=== Section Start ===

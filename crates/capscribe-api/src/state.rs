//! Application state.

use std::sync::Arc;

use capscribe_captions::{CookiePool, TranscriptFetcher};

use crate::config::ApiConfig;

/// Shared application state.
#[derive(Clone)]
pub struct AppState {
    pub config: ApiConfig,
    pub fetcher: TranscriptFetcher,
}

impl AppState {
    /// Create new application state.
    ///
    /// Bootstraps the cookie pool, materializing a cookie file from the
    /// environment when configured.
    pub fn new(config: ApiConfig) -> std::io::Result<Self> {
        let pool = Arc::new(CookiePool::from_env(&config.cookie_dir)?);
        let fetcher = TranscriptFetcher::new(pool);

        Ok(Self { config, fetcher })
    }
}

=== Section End ===

_TASK REQUIREMENTS_: When you reply, retype each line exactly as it appears above.

_OUTPUT_:
filename crates/capscribe-api/src/state.rs
//! Application state.

use std::sync::Arc;

use capscribe_captions::{CookiePool, TranscriptFetcher};

use crate::config::ApiConfig;

/// Shared application state.
#[derive(Clone)]
pub struct AppState {
    pub config: ApiConfig,
    pub fetcher: TranscriptFetcher,
}

impl AppState {
    /// Create new application state.
    ///
    /// Bootstraps the cookie pool, materializing a cookie file from the
    /// environment when configured.
    pub fn new(config: ApiConfig) -> std::io::Result<Self> {
        let pool = Arc::new(CookiePool::from_env(&config.cookie_dir)?);
        let fetcher = TranscriptFetcher::new(pool);

        Ok(Self { config, fetcher })
    }
}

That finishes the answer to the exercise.